Fluorescence-activated cell sorted rat islet cells and studies of the insulin secretory process.

Studies of individual cell types in the islets of Langerhans are complicated by the cells' functional coupling by gap junctions and paracrine interaction. Access to purified alpha and beta cells is therefore desirable. We present a simplified and optimized method for fluorescence-activated cell sorting of endocrine pancreatic rat islets. For dispersion of the islets, dispase was superior to trypsin, as the number of vital single cells was higher (1.1 +/- 0.1 x 10(3) vs 0.6 +/- 0.1 x 10(3)/islet, P < 0.05).
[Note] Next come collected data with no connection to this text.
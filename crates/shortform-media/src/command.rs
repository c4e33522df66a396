//! FFmpeg command builder and runner.

use std::path::{Path, PathBuf};
use std::process::Stdio;
use tokio::io::{AsyncBufReadExt, BufReader};
use tokio::process::{Child, Command};
use tokio::sync::watch;
use tracing::{debug, info, warn};

use crate::error::{PipelineError, PipelineResult, Stage};
use crate::progress::{parse_progress_line, FfmpegProgress};

/// How many trailing stderr lines are attached to a failure.
const STDERR_TAIL_LINES: usize = 40;

/// How often a running child re-checks the cancellation signal.
const CANCEL_POLL_INTERVAL: std::time::Duration = std::time::Duration::from_millis(200);

/// Builder for FFmpeg commands.
#[derive(Debug, Clone)]
pub struct FfmpegCommand {
    /// Input file path
    input: PathBuf,
    /// Output file path
    output: PathBuf,
    /// Input arguments (before -i)
    input_args: Vec<String>,
    /// Output arguments (after -i)
    output_args: Vec<String>,
    /// Whether to overwrite output
    overwrite: bool,
    /// Log level
    log_level: String,
}

impl FfmpegCommand {
    /// Create a new FFmpeg command.
    pub fn new(input: impl AsRef<Path>, output: impl AsRef<Path>) -> Self {
        Self {
            input: input.as_ref().to_path_buf(),
            output: output.as_ref().to_path_buf(),
            input_args: Vec::new(),
            output_args: Vec::new(),
            overwrite: true,
            log_level: "error".to_string(),
        }
    }

    /// Add an input argument (before -i).
    pub fn input_arg(mut self, arg: impl Into<String>) -> Self {
        self.input_args.push(arg.into());
        self
    }

    /// Add an output argument (after -i).
    pub fn output_arg(mut self, arg: impl Into<String>) -> Self {
        self.output_args.push(arg.into());
        self
    }

    /// Add multiple output arguments.
    pub fn output_args<I, S>(mut self, args: I) -> Self
    where
        I: IntoIterator<Item = S>,
        S: Into<String>,
    {
        self.output_args.extend(args.into_iter().map(Into::into));
        self
    }

    /// Set seek position (before input).
    pub fn seek(self, seconds: f64) -> Self {
        self.input_arg("-ss").input_arg(format!("{:.3}", seconds))
    }

    /// Set duration.
    pub fn duration(self, seconds: f64) -> Self {
        self.output_arg("-t").output_arg(format!("{:.3}", seconds))
    }

    /// Set video filter.
    pub fn video_filter(self, filter: impl Into<String>) -> Self {
        self.output_arg("-vf").output_arg(filter)
    }

    /// Set filter complex.
    pub fn filter_complex(self, filter: impl Into<String>) -> Self {
        self.output_arg("-filter_complex").output_arg(filter)
    }

    /// Read the filter graph from a script file.
    pub fn filter_complex_script(self, script: impl AsRef<Path>) -> Self {
        self.output_arg("-filter_complex_script")
            .output_arg(script.as_ref().to_string_lossy().to_string())
    }

    /// Map a stream or filter-graph label into the output.
    pub fn map(self, label: impl Into<String>) -> Self {
        self.output_arg("-map").output_arg(label)
    }

    /// Set pixel format.
    pub fn pix_fmt(self, fmt: impl Into<String>) -> Self {
        self.output_arg("-pix_fmt").output_arg(fmt)
    }

    /// Drop the video stream.
    pub fn no_video(self) -> Self {
        self.output_arg("-vn")
    }

    /// Set audio codec.
    pub fn audio_codec(self, codec: impl Into<String>) -> Self {
        self.output_arg("-c:a").output_arg(codec)
    }

    /// Set audio sample rate.
    pub fn audio_rate(self, hz: u32) -> Self {
        self.output_arg("-ar").output_arg(hz.to_string())
    }

    /// Set audio channel count.
    pub fn audio_channels(self, channels: u32) -> Self {
        self.output_arg("-ac").output_arg(channels.to_string())
    }

    /// Copy all streams without re-encoding.
    pub fn codec_copy(self) -> Self {
        self.output_arg("-c").output_arg("copy")
    }

    /// Extract a single frame.
    pub fn single_frame(self) -> Self {
        self.output_arg("-vframes").output_arg("1")
    }

    /// Force a keyframe on the first frame (clean concat boundaries).
    pub fn keyframe_at_start(self) -> Self {
        self.output_arg("-force_key_frames")
            .output_arg("expr:eq(n,0)")
    }

    /// Enable faststart for streaming-friendly MP4 output.
    pub fn faststart(self) -> Self {
        self.output_arg("-movflags").output_arg("+faststart")
    }

    /// Apply an encoding configuration.
    pub fn encoding(self, encoding: &shortform_models::EncodingConfig) -> Self {
        self.output_args(encoding.to_ffmpeg_args())
    }

    /// Set log level.
    pub fn log_level(mut self, level: impl Into<String>) -> Self {
        self.log_level = level.into();
        self
    }

    /// Build the command arguments.
    pub fn build_args(&self) -> Vec<String> {
        let mut args = Vec::new();

        if self.overwrite {
            args.push("-y".to_string());
        }

        args.push("-hide_banner".to_string());
        args.push("-v".to_string());
        args.push(self.log_level.clone());

        // Progress output to stderr
        args.push("-progress".to_string());
        args.push("pipe:2".to_string());

        args.extend(self.input_args.clone());

        args.push("-i".to_string());
        args.push(self.input.to_string_lossy().to_string());

        args.extend(self.output_args.clone());

        args.push(self.output.to_string_lossy().to_string());

        args
    }
}

/// Runner for FFmpeg commands with progress tracking and cancellation.
pub struct FfmpegRunner {
    /// Stage attributed to failures and cancellation
    stage: Stage,
    /// Cancellation signal receiver
    cancel_rx: Option<watch::Receiver<bool>>,
}

impl FfmpegRunner {
    /// Create a new runner attributing failures to `stage`.
    pub fn new(stage: Stage) -> Self {
        Self {
            stage,
            cancel_rx: None,
        }
    }

    /// Set cancellation signal.
    pub fn with_cancel(mut self, cancel_rx: Option<watch::Receiver<bool>>) -> Self {
        self.cancel_rx = cancel_rx;
        self
    }

    /// Run an FFmpeg command.
    pub async fn run(&self, cmd: &FfmpegCommand) -> PipelineResult<()> {
        self.run_with_progress(cmd, |_| {}).await
    }

    /// Run an FFmpeg command with progress callback.
    pub async fn run_with_progress<F>(
        &self,
        cmd: &FfmpegCommand,
        progress_callback: F,
    ) -> PipelineResult<()>
    where
        F: Fn(FfmpegProgress) + Send + 'static,
    {
        which::which("ffmpeg").map_err(|_| PipelineError::FfmpegNotFound)?;

        let args = cmd.build_args();
        debug!(stage = %self.stage, "Running FFmpeg: ffmpeg {}", args.join(" "));

        let mut child = Command::new("ffmpeg")
            .args(&args)
            .stdin(Stdio::null())
            .stdout(Stdio::null())
            .stderr(Stdio::piped())
            .spawn()?;

        let stderr = child.stderr.take().expect("stderr not captured");
        let mut reader = BufReader::new(stderr).lines();

        // Parse progress and keep a tail of non-progress lines for diagnosis.
        let stderr_handle = tokio::spawn(async move {
            let mut current_progress = FfmpegProgress::default();
            let mut tail: Vec<String> = Vec::new();

            while let Ok(Some(line)) = reader.next_line().await {
                match parse_progress_line(&line, &mut current_progress) {
                    Some(progress) => progress_callback(progress),
                    None => {
                        if !line.contains('=') {
                            if tail.len() == STDERR_TAIL_LINES {
                                tail.remove(0);
                            }
                            tail.push(line);
                        }
                    }
                }
            }

            tail
        });

        let result = self.wait_for_completion(&mut child).await;
        let tail = stderr_handle.await.unwrap_or_default();

        match result {
            Ok(true) => Ok(()),
            Ok(false) => Err(PipelineError::encode(
                self.stage,
                "FFmpeg exited with non-zero status",
                Some(tail.join("\n")),
                None,
            )),
            Err(e) => Err(e),
        }
    }

    /// Wait for the child, honoring cancellation.
    ///
    /// Returns `Ok(true)` on success, `Ok(false)` on non-zero exit.
    /// `Child::wait` is cancel-safe, so the wait future can be dropped and
    /// re-created between cancellation checks.
    async fn wait_for_completion(&self, child: &mut Child) -> PipelineResult<bool> {
        let cancel_rx = match &self.cancel_rx {
            Some(rx) => rx.clone(),
            None => return Ok(child.wait().await?.success()),
        };

        loop {
            if *cancel_rx.borrow() {
                info!(stage = %self.stage, "FFmpeg cancelled, killing process");
                let _ = child.kill().await;
                return Err(PipelineError::Cancelled { stage: self.stage });
            }

            match tokio::time::timeout(CANCEL_POLL_INTERVAL, child.wait()).await {
                Ok(status) => return Ok(status?.success()),
                Err(_) => continue,
            }
        }
    }
}

/// Check if FFmpeg is available.
pub fn check_ffmpeg() -> PipelineResult<PathBuf> {
    which::which("ffmpeg").map_err(|_| PipelineError::FfmpegNotFound)
}

/// Check if FFprobe is available.
pub fn check_ffprobe() -> PipelineResult<PathBuf> {
    which::which("ffprobe").map_err(|_| PipelineError::FfprobeNotFound)
}

/// Warn-level cleanup helper for scratch files; never fails the caller.
pub(crate) async fn cleanup_file(path: &Path) {
    if path.exists() {
        if let Err(e) = tokio::fs::remove_file(path).await {
            warn!(path = %path.display(), error = %e, "Failed to clean up scratch file");
        }
    }
}

#[cfg(test)]
mod tests {
    use super::*;

    #[test]
    fn test_command_builder() {
        let cmd = FfmpegCommand::new("input.mp4", "output.mp4")
            .seek(10.0)
            .duration(30.0)
            .output_arg("-c:v")
            .output_arg("libx264");

        let args = cmd.build_args();
        assert!(args.contains(&"-ss".to_string()));
        assert!(args.contains(&"10.000".to_string()));
        assert!(args.contains(&"-t".to_string()));
        assert!(args.contains(&"30.000".to_string()));
        assert!(args.contains(&"libx264".to_string()));
    }

    #[test]
    fn test_seek_precedes_input() {
        let cmd = FfmpegCommand::new("in.mp4", "out.mp4").seek(5.0);
        let args = cmd.build_args();
        let ss_pos = args.iter().position(|a| a == "-ss").unwrap();
        let i_pos = args.iter().position(|a| a == "-i").unwrap();
        assert!(ss_pos < i_pos);
    }

    #[test]
    fn test_encoding_args_appended() {
        let encoding = shortform_models::EncodingConfig::default();
        let cmd = FfmpegCommand::new("in.mp4", "out.mp4").encoding(&encoding);
        let args = cmd.build_args();
        assert!(args.contains(&"-preset".to_string()));
        assert!(args.contains(&"fast".to_string()));
    }

    #[test]
    fn test_output_path_is_last() {
        let cmd = FfmpegCommand::new("in.mp4", "out.mp4").faststart();
        let args = cmd.build_args();
        assert_eq!(args.last().unwrap(), "out.mp4");
    }
}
The purity of the sorted cells was 96.7 +/- 1.2% for the non-beta cells and 97.8 +/- 0.6% for the beta cells (numbers in percentages of endocrine cells). In culture, isolated beta cells, non-beta cells and mixtures of beta and non-beta cells formed aggregates, but not at low temperature (4 degrees C) and not in medium with low serum content (2%). Finally, in pure beta cell aggregates, glucose stimulated changes in cytoplasmic free Ca2+ concentration although both glucose- and arginine-induced insulin secretion was much reduced. We conclude that alpha cells are necessary for insulin secretion but not for glucose sensing.